Look for the string "RecordType" in the data below, and copy each line that holds it.

--- START ---

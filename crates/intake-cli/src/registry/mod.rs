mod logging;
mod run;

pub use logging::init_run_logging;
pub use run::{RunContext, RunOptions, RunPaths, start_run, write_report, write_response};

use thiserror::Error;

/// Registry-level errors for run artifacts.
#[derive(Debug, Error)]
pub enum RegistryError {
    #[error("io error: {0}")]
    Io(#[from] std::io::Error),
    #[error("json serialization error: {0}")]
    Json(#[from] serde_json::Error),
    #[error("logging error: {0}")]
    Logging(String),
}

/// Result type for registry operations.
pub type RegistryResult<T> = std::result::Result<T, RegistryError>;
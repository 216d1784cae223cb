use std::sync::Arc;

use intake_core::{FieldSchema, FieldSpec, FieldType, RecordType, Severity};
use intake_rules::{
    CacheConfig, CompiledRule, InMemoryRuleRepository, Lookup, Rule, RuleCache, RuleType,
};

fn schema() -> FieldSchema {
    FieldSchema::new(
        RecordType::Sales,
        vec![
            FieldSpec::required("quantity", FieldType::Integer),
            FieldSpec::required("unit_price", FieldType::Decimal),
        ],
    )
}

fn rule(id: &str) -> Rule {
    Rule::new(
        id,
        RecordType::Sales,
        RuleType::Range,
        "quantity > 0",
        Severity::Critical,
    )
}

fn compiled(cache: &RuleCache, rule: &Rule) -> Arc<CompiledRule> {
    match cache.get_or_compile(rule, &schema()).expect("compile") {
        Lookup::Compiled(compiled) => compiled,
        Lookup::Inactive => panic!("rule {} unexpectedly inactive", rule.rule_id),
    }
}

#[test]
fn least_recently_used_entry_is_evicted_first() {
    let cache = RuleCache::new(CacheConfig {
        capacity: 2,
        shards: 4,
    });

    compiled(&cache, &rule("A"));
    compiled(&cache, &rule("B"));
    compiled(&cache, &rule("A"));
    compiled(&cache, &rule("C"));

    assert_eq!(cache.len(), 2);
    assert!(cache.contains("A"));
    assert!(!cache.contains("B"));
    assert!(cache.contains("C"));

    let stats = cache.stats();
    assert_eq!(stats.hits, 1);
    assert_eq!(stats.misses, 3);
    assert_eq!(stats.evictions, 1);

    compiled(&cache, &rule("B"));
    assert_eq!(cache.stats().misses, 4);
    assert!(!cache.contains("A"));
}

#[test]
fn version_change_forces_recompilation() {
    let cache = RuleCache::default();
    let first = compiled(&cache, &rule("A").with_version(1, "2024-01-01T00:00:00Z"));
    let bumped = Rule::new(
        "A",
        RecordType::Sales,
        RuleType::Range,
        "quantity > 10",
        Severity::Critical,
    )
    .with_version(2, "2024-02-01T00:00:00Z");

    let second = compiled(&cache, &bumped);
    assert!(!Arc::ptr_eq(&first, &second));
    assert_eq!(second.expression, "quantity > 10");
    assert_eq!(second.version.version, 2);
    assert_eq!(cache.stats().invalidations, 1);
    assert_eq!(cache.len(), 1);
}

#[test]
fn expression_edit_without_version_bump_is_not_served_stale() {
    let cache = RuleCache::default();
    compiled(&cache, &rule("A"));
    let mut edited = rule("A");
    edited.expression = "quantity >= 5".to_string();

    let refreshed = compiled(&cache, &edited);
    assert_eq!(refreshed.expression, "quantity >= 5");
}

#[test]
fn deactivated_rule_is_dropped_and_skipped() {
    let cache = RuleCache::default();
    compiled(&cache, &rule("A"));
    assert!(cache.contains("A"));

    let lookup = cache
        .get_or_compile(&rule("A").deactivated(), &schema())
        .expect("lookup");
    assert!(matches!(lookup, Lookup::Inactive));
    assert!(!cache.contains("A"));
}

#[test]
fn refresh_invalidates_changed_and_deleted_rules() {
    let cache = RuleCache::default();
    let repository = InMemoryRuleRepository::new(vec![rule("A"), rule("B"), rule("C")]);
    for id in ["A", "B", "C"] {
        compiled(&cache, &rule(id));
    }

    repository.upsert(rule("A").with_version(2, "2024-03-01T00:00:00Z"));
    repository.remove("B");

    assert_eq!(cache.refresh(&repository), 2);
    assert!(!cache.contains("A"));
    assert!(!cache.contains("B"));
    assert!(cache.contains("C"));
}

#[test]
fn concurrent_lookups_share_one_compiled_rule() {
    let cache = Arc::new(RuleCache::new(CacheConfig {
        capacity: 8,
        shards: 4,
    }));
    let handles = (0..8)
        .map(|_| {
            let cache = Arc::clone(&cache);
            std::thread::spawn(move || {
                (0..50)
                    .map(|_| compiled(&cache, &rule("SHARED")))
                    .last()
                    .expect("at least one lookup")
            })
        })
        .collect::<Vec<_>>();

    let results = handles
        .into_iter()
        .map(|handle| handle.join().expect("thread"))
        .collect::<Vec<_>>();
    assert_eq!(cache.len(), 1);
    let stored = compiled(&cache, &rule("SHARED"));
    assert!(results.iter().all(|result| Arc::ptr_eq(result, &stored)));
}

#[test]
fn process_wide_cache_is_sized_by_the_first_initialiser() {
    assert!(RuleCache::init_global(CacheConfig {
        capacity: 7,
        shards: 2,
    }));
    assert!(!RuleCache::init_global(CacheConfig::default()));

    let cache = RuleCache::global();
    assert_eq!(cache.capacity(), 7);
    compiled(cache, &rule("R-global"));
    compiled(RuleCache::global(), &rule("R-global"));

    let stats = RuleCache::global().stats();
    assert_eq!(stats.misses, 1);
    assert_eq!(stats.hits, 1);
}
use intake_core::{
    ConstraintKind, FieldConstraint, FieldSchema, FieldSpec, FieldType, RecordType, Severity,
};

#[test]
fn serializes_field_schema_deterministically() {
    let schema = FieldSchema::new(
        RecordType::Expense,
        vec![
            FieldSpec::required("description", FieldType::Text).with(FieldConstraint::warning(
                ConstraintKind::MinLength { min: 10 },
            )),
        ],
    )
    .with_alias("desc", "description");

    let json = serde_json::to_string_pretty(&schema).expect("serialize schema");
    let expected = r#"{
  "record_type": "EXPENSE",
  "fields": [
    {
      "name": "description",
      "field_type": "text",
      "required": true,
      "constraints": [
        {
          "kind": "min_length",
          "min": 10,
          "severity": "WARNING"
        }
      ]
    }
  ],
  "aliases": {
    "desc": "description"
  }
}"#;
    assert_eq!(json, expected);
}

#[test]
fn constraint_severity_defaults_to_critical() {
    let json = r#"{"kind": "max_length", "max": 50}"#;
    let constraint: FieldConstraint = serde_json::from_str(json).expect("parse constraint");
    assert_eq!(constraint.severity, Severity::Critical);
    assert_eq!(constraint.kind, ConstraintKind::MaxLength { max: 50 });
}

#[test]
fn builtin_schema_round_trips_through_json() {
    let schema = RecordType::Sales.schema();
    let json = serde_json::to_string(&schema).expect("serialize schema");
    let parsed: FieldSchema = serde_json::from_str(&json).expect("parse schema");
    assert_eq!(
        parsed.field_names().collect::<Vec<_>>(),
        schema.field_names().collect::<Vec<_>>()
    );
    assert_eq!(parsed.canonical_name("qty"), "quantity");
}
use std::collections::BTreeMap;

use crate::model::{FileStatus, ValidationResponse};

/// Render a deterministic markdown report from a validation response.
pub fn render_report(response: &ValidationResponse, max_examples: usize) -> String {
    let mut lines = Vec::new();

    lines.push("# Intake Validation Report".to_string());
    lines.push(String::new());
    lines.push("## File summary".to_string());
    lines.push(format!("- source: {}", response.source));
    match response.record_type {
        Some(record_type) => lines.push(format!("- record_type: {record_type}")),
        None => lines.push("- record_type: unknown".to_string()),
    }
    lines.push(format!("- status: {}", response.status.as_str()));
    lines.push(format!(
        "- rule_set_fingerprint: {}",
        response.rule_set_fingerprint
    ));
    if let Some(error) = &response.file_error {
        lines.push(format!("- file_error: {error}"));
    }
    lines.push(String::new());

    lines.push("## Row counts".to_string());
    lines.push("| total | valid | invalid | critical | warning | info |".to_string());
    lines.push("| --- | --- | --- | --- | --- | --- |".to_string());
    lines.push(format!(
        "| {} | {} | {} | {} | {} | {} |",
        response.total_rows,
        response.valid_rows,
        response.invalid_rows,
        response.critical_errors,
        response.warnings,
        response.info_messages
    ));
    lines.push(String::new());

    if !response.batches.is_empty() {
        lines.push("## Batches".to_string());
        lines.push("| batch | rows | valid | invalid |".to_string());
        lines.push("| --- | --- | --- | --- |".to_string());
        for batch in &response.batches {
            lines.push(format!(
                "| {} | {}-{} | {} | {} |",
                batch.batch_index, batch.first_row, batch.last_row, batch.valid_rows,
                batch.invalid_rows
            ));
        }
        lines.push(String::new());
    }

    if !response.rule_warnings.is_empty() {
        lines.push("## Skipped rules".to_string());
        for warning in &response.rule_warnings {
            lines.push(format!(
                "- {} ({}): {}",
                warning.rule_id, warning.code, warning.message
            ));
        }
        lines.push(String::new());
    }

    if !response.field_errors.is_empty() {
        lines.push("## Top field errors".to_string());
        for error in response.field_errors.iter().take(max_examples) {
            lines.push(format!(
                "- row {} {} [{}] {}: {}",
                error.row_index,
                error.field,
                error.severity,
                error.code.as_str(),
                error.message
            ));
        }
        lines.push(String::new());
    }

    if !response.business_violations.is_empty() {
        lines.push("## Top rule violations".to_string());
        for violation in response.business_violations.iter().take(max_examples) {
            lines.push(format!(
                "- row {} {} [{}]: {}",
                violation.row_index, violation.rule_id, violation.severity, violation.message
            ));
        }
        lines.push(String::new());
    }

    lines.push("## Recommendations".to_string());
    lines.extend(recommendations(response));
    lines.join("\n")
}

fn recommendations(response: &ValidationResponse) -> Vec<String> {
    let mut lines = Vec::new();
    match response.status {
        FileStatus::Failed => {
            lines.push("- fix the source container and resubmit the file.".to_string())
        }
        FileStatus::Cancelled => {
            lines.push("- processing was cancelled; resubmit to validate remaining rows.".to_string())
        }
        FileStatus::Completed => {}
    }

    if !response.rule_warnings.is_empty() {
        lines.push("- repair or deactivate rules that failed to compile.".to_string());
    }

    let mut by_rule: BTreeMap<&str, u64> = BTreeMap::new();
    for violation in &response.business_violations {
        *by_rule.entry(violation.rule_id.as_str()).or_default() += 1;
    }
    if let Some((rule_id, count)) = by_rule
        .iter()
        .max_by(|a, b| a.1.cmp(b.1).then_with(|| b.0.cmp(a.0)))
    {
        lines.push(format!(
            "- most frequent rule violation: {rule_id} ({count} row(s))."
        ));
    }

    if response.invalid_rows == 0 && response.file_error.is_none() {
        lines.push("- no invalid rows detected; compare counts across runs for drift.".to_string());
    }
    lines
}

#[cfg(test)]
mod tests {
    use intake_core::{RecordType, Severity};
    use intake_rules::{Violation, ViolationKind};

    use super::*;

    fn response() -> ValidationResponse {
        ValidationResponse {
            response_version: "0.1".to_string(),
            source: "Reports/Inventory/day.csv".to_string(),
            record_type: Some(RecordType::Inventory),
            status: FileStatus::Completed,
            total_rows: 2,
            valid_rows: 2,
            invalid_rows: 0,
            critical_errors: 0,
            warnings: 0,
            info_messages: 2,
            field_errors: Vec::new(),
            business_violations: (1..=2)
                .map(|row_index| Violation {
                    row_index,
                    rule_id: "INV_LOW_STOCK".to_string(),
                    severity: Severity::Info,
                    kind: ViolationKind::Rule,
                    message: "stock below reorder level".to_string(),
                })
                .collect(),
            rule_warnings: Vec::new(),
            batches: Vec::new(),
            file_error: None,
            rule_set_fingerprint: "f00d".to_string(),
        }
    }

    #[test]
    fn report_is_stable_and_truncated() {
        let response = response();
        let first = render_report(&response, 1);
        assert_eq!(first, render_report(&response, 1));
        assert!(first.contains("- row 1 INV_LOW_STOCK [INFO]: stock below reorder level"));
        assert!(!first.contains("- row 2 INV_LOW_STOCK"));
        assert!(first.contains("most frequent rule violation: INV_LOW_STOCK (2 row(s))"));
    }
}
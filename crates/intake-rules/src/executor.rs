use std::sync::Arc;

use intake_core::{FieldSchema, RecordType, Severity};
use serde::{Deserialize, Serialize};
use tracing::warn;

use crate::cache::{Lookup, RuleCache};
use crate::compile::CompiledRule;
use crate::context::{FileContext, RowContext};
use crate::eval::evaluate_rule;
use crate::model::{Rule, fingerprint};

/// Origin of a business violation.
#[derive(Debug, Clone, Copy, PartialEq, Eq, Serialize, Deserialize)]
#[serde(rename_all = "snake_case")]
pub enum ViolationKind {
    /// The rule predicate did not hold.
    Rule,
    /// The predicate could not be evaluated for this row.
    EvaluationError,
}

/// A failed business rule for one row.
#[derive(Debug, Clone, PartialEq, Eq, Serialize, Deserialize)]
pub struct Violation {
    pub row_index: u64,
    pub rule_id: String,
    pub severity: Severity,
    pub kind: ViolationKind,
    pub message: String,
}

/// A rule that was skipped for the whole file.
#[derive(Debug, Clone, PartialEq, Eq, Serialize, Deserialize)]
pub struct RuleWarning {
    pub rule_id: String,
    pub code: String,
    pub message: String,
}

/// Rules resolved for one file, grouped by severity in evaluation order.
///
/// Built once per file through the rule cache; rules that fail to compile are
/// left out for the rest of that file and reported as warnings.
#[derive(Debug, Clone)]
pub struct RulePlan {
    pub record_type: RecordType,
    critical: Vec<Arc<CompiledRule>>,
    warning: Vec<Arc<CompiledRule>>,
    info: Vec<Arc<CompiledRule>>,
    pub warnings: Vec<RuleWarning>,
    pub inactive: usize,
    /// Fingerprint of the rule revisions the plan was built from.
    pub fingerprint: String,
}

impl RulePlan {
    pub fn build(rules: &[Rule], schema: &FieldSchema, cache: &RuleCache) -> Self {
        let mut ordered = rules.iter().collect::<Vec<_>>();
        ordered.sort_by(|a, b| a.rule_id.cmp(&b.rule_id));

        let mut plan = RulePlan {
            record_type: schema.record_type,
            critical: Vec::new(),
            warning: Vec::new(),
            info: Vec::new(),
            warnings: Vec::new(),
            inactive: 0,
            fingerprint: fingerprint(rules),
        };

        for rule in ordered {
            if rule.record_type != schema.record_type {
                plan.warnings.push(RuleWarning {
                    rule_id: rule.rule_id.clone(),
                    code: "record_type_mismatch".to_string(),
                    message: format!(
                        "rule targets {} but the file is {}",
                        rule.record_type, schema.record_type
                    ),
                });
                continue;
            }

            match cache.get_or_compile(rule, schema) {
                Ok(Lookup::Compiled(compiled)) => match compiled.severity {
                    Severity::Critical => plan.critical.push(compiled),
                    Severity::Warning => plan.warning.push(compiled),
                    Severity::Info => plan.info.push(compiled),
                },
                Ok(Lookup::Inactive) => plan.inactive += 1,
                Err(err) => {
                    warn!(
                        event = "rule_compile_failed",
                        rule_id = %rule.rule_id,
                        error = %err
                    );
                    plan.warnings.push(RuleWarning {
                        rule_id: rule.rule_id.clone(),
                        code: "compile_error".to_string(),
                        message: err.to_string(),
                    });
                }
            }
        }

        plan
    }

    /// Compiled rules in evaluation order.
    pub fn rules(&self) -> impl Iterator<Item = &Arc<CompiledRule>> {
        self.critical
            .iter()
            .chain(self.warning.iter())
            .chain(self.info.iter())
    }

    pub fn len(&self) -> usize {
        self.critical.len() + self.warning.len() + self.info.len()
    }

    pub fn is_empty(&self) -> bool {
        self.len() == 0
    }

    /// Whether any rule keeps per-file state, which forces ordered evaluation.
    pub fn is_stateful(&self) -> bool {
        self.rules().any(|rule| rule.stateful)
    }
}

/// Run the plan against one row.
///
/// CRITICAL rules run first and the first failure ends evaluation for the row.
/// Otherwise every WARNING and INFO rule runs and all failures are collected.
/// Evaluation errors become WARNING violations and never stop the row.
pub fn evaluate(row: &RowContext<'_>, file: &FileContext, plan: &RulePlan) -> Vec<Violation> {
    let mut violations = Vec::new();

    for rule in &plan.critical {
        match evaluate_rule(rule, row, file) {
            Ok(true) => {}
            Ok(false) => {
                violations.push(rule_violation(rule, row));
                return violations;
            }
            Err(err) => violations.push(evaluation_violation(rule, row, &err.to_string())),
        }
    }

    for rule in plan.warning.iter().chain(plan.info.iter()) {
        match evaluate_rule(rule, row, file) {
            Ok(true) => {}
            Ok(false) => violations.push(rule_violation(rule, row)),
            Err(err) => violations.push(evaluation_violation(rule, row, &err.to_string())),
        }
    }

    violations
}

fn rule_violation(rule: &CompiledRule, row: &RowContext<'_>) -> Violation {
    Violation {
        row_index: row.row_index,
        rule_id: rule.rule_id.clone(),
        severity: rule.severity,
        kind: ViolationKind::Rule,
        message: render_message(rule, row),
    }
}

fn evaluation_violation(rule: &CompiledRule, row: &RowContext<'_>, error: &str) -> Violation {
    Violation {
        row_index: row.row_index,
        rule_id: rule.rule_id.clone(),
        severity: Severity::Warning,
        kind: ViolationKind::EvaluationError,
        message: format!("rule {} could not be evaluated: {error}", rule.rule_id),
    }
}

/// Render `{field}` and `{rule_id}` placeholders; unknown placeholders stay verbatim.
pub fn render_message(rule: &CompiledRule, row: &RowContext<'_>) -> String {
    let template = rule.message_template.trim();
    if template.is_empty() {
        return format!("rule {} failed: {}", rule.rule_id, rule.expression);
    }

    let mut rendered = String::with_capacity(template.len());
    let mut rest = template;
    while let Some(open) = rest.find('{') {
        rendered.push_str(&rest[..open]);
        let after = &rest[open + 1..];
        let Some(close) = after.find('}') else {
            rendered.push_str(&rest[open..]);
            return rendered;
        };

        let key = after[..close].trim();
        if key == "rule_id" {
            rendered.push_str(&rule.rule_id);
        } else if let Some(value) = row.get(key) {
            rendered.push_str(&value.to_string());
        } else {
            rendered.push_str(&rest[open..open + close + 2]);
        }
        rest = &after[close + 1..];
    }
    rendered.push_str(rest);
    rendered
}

--- END ---

| TASK RESULT |
use intake_core::{FieldSchema, FieldSpec, FieldType, RecordType, Severity};
        RecordType::Sales,
        RecordType::Sales,
        RecordType::Sales,
    ConstraintKind, FieldConstraint, FieldSchema, FieldSpec, FieldType, RecordType, Severity,
        RecordType::Expense,
    let schema = RecordType::Sales.schema();
    use intake_core::{RecordType, Severity};
            record_type: Some(RecordType::Inventory),
use intake_core::{FieldSchema, RecordType, Severity};
    pub record_type: RecordType,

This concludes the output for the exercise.